Path: nginx/redirect/broken.conf | Language: Nginx

Nginx redirect map configuration for handling broken, malicious, and malformed URLs on gwern.net.


Overview

nginx-broken.conf is a comprehensive nginx map configuration containing 28,822 redirect rules specifically designed to handle broken URLs, malicious crawler requests, typos, and malformed links. Unlike nginx.conf which handles legitimate content moves, this file serves as a defensive layer that cleans up garbage URLs and redirects broken requests to appropriate destinations.

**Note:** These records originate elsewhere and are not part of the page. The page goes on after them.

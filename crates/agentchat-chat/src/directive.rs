//! `TOOL_CALL[name:key=value,...]` directives embedded in model replies.
//!
//! The grammar has no quoting: parameters are split on `,` and the parameter
//! list ends at the first `]`, so a value containing either character is cut
//! short. Replies are scanned once; the substituted blocks are never rescanned.

use anyhow::Result;
use regex::Regex;

use agentchat_toolcore::{ToolContext, ToolParameters, ToolRegistry};

const DIRECTIVE_PATTERN: &str = r"TOOL_CALL\[([^:]+):([^\]]+)\]";

/// One directive as found in a reply
#[derive(Debug, Clone, PartialEq, Eq)]
pub struct Directive {
    /// Name as written, untrimmed
    pub name: String,
    /// Parameter text as written, unparsed
    pub raw_params: String,
    pub params: Vec<(String, String)>,
}

impl Directive {
    /// The exact text of the directive in the reply
    pub fn raw(&self) -> String {
        format!("TOOL_CALL[{}:{}]", self.name, self.raw_params)
    }

    /// Name used for registry lookup
    pub fn tool_name(&self) -> &str {
        self.name.trim()
    }

    pub fn parameters(&self) -> ToolParameters {
        ToolParameters::from_pairs(self.params.iter().cloned())
    }
}

/// Split `k1=v1,k2=v2` into trimmed pairs; chunks without `=` are dropped
pub fn parse_params(raw: &str) -> Vec<(String, String)> {
    raw.split(',')
        .filter_map(|chunk| chunk.split_once('='))
        .map(|(key, value)| (key.trim().to_string(), value.trim().to_string()))
        .collect()
}

/// Finds directives in a reply and substitutes tool output for them
#[derive(Debug, Clone)]
pub struct DirectiveScanner {
    pattern: Regex,
}

impl DirectiveScanner {
    pub fn new() -> Result<Self> {
        Ok(Self {
            pattern: Regex::new(DIRECTIVE_PATTERN)?,
        })
    }

    /// All non-overlapping directives, in the order they appear
    pub fn find(&self, response: &str) -> Vec<Directive> {
        self.pattern
            .captures_iter(response)
            .map(|caps| {
                let name = caps[1].to_string();
                let raw_params = caps[2].to_string();
                let params = parse_params(&raw_params);
                Directive {
                    name,
                    raw_params,
                    params,
                }
            })
            .collect()
    }

    /// Run every directive in `response` through the registry and splice the results in.
    ///
    /// Every match is invoked. Substitution replaces all copies of the raw
    /// text, so identical directives all show the first computed result.
    pub async fn process(&self, response: &str, registry: &ToolRegistry, context: &ToolContext) -> String {
        let mut processed = response.to_string();

        for directive in self.find(response) {
            let result = registry
                .execute_tool(directive.tool_name(), directive.parameters(), context)
                .await;

            let block = if result.success {
                format!("\n**Tool Result ({}):** {}\n", directive.name, result.content)
            } else {
                format!("\n**Tool Error ({}):** {}\n", directive.name, result.display_text())
            };
            processed = processed.replace(&directive.raw(), &block);
        }

        processed
    }
}
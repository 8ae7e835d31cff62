use clap::Parser;
use clap_complete::Shell;
use std::path::PathBuf;

/// CLI arguments for agentchat
#[derive(Parser, Debug)]
#[command(name = "agentchat")]
#[command(about = "Agentchat - content creation assistant that runs local tools requested by the model")]
#[command(version)]
pub struct Cli {
    /// Name shown in the greeting
    #[arg(long, value_name = "NAME")]
    pub name: Option<String>,

    /// Generation backend (gemini, openai, llama)
    #[arg(long, value_name = "BACKEND")]
    pub backend: Option<String>,

    /// Override the backend's default model
    #[arg(long, value_name = "MODEL")]
    pub model: Option<String>,

    /// API base URL (required for llama, e.g. http://localhost:8080)
    #[arg(long, value_name = "URL")]
    pub api_url: Option<String>,

    /// Abort a model request after this many seconds (default: wait indefinitely)
    #[arg(long, value_name = "SECS")]
    pub timeout_secs: Option<u64>,

    /// Path to a TOML config file (default: ~/.agentchat/config.toml if present)
    #[arg(long, value_name = "PATH")]
    pub config: Option<PathBuf>,

    /// Enable verbose debug output (shows HTTP requests and responses)
    #[arg(long, short = 'v')]
    pub verbose: bool,

    /// Write the conversation to logs/agentchat-<timestamp>.jsonl under the work dir
    #[arg(long)]
    pub log_conversation: bool,

    /// Directory the file and search tools operate in (default: current directory)
    #[arg(long, value_name = "DIR")]
    pub work_dir: Option<PathBuf>,

    /// Generate shell completions
    #[arg(long, value_enum)]
    pub generate: Option<Shell>,
}
use anyhow::Result;
use clap::{CommandFactory, Parser};

use agentchat::{build_session, print_key_status, run_repl, AppConfig, Cli};

#[tokio::main(flavor = "current_thread")]
async fn main() -> Result<()> {
    // Load environment variables from .env file if it exists
    dotenvy::dotenv().ok();

    let cli = Cli::parse();

    if let Some(shell) = cli.generate {
        let mut cmd = Cli::command();
        let name = cmd.get_name().to_string();
        clap_complete::generate(shell, &mut cmd, name, &mut std::io::stdout());
        return Ok(());
    }

    let config = AppConfig::load(&cli)?;
    print_key_status(&config);

    let mut session = build_session(&config).await?;
    run_repl(&mut session, &config.name).await
}
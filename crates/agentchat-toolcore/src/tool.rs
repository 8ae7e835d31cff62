use anyhow::Result;
use async_trait::async_trait;
use serde::{Deserialize, Serialize};
use std::collections::HashMap;

use crate::tool_context::ToolContext;

/// Tool parameters: named string values, as parsed from a directive or a slash command
#[derive(Debug, Clone, Default, PartialEq, Eq)]
pub struct ToolParameters {
    pub data: HashMap<String, String>,
}

impl ToolParameters {
    pub fn new() -> Self {
        Self { data: HashMap::new() }
    }

    pub fn from_pairs<I, K, V>(pairs: I) -> Self
    where
        I: IntoIterator<Item = (K, V)>,
        K: Into<String>,
        V: Into<String>,
    {
        Self {
            data: pairs.into_iter().map(|(k, v)| (k.into(), v.into())).collect(),
        }
    }

    pub fn set(&mut self, key: impl Into<String>, value: impl Into<String>) {
        self.data.insert(key.into(), value.into());
    }

    pub fn with(mut self, key: impl Into<String>, value: impl Into<String>) -> Self {
        self.set(key, value);
        self
    }

    pub fn get(&self, key: &str) -> Option<&str> {
        self.data.get(key).map(String::as_str)
    }

    pub fn get_required(&self, key: &str) -> Result<String> {
        self.data
            .get(key)
            .cloned()
            .ok_or_else(|| anyhow::anyhow!("Required parameter '{}' missing", key))
    }

    pub fn get_or(&self, key: &str, default: &str) -> String {
        self.data
            .get(key)
            .cloned()
            .unwrap_or_else(|| default.to_string())
    }

    pub fn len(&self) -> usize {
        self.data.len()
    }

    pub fn is_empty(&self) -> bool {
        self.data.is_empty()
    }

    /// Check these parameters against a tool's definitions and fill in defaults.
    ///
    /// Fails on a name the tool does not declare or on a missing required parameter.
    pub fn resolve(mut self, definitions: &HashMap<String, ParameterDefinition>) -> Result<Self> {
        let mut unexpected: Vec<&String> = self
            .data
            .keys()
            .filter(|key| !definitions.contains_key(*key))
            .collect();
        if !unexpected.is_empty() {
            unexpected.sort();
            let names: Vec<&str> = unexpected.iter().map(|k| k.as_str()).collect();
            anyhow::bail!("Unexpected parameter(s): {}", names.join(", "));
        }

        let mut missing: Vec<&String> = definitions
            .iter()
            .filter(|(name, def)| def.required && !self.data.contains_key(*name))
            .map(|(name, _)| name)
            .collect();
        if !missing.is_empty() {
            missing.sort();
            let names: Vec<&str> = missing.iter().map(|k| k.as_str()).collect();
            anyhow::bail!("Required parameter(s) missing: {}", names.join(", "));
        }

        for (name, def) in definitions {
            if let Some(default) = &def.default {
                self.data.entry(name.clone()).or_insert_with(|| default.clone());
            }
        }

        Ok(self)
    }
}

/// Tool execution result
#[derive(Debug, Clone, PartialEq, Eq, Serialize, Deserialize)]
pub struct ToolResult {
    pub success: bool,
    pub content: String,
    pub error: Option<String>,
}

impl ToolResult {
    pub fn success(content: String) -> Self {
        Self {
            success: true,
            content,
            error: None,
        }
    }

    pub fn error(error: String) -> Self {
        Self {
            success: false,
            content: String::new(),
            error: Some(error),
        }
    }

    /// Text shown to the operator: the content on success, the error message otherwise
    pub fn display_text(&self) -> &str {
        if self.success {
            &self.content
        } else {
            self.error.as_deref().unwrap_or("unknown error")
        }
    }
}

/// Tool parameter definition
#[derive(Debug, Clone, PartialEq, Eq, Serialize, Deserialize)]
pub struct ParameterDefinition {
    pub description: String,
    pub required: bool,
    pub default: Option<String>,
}

/// Tool trait that all tools must implement
#[async_trait]
pub trait Tool: Send + Sync {
    /// Name of the tool (must be unique)
    fn name(&self) -> &str;

    /// Human-readable description
    fn description(&self) -> &str;

    /// Parameter definitions
    fn parameters(&self) -> HashMap<String, ParameterDefinition>;

    /// Execute the tool
    async fn execute(&self, params: ToolParameters, context: &ToolContext) -> ToolResult;

    /// One-line signature such as `image(action, prompt='', style='realistic')`
    fn signature(&self) -> String {
        let mut params: Vec<(String, ParameterDefinition)> = self.parameters().into_iter().collect();
        // required first, then alphabetical
        params.sort_by(|(a_name, a), (b_name, b)| {
            b.required.cmp(&a.required).then_with(|| a_name.cmp(b_name))
        });

        let rendered: Vec<String> = params
            .into_iter()
            .map(|(name, def)| match def.default {
                Some(default) if !def.required => format!("{}='{}'", name, default),
                _ => name,
            })
            .collect();

        format!("{}({})", self.name(), rendered.join(", "))
    }
}

/// Helper macro for creating parameter definitions
#[macro_export]
macro_rules! param {
    ($name:expr, $desc:expr, required) => {
        (
            $name.to_string(),
            $crate::ParameterDefinition {
                description: $desc.to_string(),
                required: true,
                default: None,
            }
        )
    };
    ($name:expr, $desc:expr, optional, $default:expr) => {
        (
            $name.to_string(),
            $crate::ParameterDefinition {
                description: $desc.to_string(),
                required: false,
                default: Some($default.to_string()),
            }
        )
    };
}

#[cfg(test)]
mod tests {
    use super::*;

    fn image_definitions() -> HashMap<String, ParameterDefinition> {
        HashMap::from([
            param!("action", "What to do", required),
            param!("prompt", "Image prompt", optional, ""),
            param!("style", "Visual style", optional, "realistic"),
        ])
    }

    #[test]
    fn test_resolve_fills_defaults() {
        let params = ToolParameters::new().with("action", "generate");
        let resolved = params.resolve(&image_definitions()).unwrap();

        assert_eq!(resolved.get("action"), Some("generate"));
        assert_eq!(resolved.get("prompt"), Some(""));
        assert_eq!(resolved.get("style"), Some("realistic"));
    }

    #[test]
    fn test_resolve_keeps_supplied_values() {
        let params = ToolParameters::from_pairs([("action", "generate"), ("style", "watercolor")]);
        let resolved = params.resolve(&image_definitions()).unwrap();

        assert_eq!(resolved.get("style"), Some("watercolor"));
    }

    #[test]
    fn test_resolve_rejects_missing_required() {
        let params = ToolParameters::new().with("prompt", "sunset");
        let err = params.resolve(&image_definitions()).unwrap_err();

        assert!(err.to_string().contains("action"));
    }

    #[test]
    fn test_resolve_rejects_unexpected_names() {
        let params = ToolParameters::from_pairs([("action", "generate"), ("colour", "red")]);
        let err = params.resolve(&image_definitions()).unwrap_err();

        assert_eq!(err.to_string(), "Unexpected parameter(s): colour");
    }

    #[test]
    fn test_get_required_and_get_or() {
        let params = ToolParameters::new().with("query", "rust");

        assert_eq!(params.get_required("query").unwrap(), "rust");
        assert!(params.get_required("missing").is_err());
        assert_eq!(params.get_or("pattern", "*"), "*");
    }

    #[test]
    fn test_display_text() {
        assert_eq!(ToolResult::success("done".to_string()).display_text(), "done");
        assert_eq!(ToolResult::error("boom".to_string()).display_text(), "boom");
    }
}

This file represents years of accumulated fixes for broken external links, typosquatting, malicious bots, and URL corruption. It implements a "zero error log" philosophy where even garbage requests are handled gracefully rather than generating 404 errors.

File Structure

Location: nginx/redirect/broken.conf

Type: Nginx map configuration

Size: 29,132 lines, ~1.9MB

Redirect count: 28,822 rules

Format: Same nginx map syntax as nginx.conf

"~^/broken/url$" "/correct/url";
"~^/malicious/.*$" "/404";

Major Categories

1. Literal Matches (Lines 1-100+)

Purpose: Fix common broken URLs and typos

"~^//$" "/";  # Double slash → home
"~^/image/$" "/doc/index"; # Old image directory
"~^/doc/genetics/heritable/2018-prasad\.pdf.*$" "https://www.ncbi.nlm.nih.gov/pmc/articles/PMC5994200/";

Patterns:

  • Malformed URLs (double slashes, missing paths)
  • Redirects to external sources when local copy unavailable
  • Common misspellings and variations

2. Newsletter Date Normalization (Throughout)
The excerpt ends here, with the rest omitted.